[Stored data entries]
######

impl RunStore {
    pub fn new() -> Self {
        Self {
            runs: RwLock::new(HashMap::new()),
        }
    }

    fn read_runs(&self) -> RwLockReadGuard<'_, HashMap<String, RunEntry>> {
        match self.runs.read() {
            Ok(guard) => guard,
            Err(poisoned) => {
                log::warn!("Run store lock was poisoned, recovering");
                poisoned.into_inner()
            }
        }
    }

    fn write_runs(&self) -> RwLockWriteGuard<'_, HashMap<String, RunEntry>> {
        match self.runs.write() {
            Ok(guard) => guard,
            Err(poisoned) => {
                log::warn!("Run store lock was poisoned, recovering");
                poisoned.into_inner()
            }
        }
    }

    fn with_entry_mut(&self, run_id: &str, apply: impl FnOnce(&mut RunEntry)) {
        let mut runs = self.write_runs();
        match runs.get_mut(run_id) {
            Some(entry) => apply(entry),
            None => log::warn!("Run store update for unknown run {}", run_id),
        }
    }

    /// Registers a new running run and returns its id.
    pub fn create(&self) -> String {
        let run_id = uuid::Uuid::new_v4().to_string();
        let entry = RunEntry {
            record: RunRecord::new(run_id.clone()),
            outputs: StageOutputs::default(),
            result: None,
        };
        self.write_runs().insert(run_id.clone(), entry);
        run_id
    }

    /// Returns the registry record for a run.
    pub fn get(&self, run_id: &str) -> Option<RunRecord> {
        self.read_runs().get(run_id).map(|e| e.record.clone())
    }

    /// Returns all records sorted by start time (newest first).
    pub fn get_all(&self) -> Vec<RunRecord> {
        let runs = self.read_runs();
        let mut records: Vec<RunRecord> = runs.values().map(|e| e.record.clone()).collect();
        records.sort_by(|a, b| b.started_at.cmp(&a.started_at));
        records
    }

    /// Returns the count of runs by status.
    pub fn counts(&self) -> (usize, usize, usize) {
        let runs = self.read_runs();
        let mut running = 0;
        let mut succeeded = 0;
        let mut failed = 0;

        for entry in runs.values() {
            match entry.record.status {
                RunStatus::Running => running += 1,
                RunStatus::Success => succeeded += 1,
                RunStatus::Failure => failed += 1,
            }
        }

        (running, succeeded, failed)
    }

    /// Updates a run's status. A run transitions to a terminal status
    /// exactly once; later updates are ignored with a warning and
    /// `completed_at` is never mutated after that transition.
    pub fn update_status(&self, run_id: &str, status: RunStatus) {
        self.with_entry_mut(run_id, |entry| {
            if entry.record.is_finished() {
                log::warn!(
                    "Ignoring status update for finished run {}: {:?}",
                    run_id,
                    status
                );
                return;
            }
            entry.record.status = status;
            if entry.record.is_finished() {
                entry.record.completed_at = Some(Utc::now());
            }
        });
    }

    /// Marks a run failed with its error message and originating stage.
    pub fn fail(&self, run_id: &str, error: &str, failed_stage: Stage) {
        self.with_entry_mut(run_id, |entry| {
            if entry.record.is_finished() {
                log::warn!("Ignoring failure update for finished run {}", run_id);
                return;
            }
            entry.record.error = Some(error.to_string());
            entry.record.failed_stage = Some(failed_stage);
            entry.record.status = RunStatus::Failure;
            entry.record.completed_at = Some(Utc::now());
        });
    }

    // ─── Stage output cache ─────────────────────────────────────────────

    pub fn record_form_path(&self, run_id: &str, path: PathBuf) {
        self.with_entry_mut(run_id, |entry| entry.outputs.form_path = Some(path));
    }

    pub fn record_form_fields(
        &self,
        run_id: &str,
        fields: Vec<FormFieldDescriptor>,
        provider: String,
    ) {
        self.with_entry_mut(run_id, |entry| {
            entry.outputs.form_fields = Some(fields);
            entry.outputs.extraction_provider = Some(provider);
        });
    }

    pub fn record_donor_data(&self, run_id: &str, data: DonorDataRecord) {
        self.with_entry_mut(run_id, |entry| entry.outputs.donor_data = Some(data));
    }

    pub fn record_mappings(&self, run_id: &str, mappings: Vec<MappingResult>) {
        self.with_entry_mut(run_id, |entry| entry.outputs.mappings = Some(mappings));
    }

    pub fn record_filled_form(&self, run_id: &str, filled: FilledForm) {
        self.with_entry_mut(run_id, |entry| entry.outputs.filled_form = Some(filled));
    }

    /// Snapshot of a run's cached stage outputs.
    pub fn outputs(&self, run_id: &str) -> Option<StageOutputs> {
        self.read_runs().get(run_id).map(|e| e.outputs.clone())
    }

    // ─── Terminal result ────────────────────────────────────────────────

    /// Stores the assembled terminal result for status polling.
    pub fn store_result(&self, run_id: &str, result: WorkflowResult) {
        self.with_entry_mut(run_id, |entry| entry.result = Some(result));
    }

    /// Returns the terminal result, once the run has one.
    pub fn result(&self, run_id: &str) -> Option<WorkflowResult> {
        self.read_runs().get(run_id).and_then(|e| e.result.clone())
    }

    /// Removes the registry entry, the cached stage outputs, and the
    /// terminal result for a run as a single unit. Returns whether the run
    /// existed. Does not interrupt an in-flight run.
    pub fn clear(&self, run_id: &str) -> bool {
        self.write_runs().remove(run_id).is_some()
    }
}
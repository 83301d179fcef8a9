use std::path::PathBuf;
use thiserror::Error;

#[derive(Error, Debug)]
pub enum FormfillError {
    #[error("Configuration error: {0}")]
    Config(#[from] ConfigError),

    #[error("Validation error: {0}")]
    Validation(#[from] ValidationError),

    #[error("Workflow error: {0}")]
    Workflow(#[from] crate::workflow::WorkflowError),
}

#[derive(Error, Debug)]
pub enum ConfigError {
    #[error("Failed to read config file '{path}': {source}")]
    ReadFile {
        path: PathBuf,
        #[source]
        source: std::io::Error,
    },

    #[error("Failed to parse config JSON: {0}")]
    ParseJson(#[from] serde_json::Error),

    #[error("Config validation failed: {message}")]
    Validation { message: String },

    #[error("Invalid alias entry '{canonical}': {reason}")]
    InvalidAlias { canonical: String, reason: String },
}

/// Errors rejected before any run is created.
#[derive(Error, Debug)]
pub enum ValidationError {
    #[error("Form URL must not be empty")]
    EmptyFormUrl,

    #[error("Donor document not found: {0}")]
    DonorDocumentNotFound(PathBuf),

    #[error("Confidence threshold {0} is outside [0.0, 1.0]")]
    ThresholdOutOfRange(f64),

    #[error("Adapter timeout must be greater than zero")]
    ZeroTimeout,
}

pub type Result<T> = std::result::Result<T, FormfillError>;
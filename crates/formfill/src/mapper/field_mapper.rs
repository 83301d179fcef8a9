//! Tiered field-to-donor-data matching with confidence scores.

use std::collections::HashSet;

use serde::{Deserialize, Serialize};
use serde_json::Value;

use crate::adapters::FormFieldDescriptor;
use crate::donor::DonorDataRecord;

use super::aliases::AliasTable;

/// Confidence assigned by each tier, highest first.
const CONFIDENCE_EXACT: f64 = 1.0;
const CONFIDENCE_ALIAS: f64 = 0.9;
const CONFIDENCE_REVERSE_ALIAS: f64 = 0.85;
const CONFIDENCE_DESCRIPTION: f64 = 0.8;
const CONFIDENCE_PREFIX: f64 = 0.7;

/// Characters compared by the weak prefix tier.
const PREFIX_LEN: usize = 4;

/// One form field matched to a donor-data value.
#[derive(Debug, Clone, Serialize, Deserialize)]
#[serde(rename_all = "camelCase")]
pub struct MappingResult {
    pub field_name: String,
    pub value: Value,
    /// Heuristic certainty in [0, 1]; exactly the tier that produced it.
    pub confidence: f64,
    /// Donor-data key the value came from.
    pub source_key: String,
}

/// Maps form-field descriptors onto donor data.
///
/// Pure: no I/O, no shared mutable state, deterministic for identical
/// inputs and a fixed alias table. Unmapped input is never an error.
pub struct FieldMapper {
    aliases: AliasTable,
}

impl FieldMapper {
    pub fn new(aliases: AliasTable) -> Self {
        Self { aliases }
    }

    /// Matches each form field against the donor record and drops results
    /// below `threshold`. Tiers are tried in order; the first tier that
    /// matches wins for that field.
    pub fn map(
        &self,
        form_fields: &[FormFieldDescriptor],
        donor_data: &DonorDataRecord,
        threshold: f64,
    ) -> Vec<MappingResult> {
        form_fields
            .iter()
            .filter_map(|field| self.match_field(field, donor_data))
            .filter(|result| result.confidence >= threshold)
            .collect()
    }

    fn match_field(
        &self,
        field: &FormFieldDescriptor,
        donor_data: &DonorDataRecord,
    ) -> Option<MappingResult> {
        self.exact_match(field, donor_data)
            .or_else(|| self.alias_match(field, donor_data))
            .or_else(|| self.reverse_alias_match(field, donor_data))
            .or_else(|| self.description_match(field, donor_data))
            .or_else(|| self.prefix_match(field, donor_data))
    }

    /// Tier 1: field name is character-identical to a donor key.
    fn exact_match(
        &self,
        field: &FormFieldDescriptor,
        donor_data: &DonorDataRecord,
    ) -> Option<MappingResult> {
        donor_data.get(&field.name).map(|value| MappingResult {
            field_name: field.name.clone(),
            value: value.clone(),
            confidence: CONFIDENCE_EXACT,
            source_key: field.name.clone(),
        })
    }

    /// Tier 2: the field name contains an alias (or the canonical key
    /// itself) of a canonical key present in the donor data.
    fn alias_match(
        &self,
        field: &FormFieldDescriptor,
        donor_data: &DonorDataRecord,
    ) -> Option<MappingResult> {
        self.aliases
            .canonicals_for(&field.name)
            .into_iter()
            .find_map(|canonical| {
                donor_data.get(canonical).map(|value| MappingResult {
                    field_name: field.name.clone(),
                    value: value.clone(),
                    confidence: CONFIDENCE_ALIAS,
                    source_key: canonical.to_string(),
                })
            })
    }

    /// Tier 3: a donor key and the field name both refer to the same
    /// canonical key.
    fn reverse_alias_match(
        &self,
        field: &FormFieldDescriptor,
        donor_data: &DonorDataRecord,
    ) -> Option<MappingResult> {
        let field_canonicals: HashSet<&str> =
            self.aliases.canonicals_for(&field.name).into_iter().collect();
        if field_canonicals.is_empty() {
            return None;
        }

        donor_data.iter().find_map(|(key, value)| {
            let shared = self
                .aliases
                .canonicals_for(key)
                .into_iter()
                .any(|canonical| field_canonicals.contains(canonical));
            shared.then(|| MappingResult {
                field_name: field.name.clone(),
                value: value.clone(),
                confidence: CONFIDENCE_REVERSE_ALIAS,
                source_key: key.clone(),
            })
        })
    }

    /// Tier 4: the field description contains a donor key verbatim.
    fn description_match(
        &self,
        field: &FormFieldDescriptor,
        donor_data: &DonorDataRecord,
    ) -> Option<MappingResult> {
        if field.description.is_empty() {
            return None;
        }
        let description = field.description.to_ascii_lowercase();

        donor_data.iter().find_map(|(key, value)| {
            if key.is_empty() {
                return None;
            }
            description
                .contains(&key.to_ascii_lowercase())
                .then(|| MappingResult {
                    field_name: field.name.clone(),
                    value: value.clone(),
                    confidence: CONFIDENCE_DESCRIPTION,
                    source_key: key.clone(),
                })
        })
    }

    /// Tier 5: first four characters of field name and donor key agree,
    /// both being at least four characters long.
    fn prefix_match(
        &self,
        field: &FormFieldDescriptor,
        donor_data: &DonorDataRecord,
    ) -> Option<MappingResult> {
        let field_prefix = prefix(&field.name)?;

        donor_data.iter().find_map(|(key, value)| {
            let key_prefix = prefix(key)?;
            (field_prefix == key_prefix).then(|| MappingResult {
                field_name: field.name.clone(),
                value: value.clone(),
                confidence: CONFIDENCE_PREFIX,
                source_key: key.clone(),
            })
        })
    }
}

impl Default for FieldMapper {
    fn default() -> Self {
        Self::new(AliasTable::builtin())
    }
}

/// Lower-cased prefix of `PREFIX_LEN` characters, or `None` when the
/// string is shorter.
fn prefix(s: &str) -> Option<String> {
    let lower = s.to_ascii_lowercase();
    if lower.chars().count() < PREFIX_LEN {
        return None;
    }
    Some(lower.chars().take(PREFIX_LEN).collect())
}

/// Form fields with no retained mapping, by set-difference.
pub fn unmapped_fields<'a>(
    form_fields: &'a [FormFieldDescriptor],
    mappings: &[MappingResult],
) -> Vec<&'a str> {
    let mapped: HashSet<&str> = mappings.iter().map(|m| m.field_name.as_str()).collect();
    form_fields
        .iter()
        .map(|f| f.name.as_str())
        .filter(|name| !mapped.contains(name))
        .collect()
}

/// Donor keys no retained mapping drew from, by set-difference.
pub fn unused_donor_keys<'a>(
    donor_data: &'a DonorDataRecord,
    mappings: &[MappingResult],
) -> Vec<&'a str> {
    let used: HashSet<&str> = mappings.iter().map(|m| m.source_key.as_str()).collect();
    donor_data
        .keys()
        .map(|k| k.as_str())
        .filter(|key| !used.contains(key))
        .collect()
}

######

● What the task asks
Once you have read through the entries, say how many of their lines include the string "first" and give nothing but that number.

● Written answer
4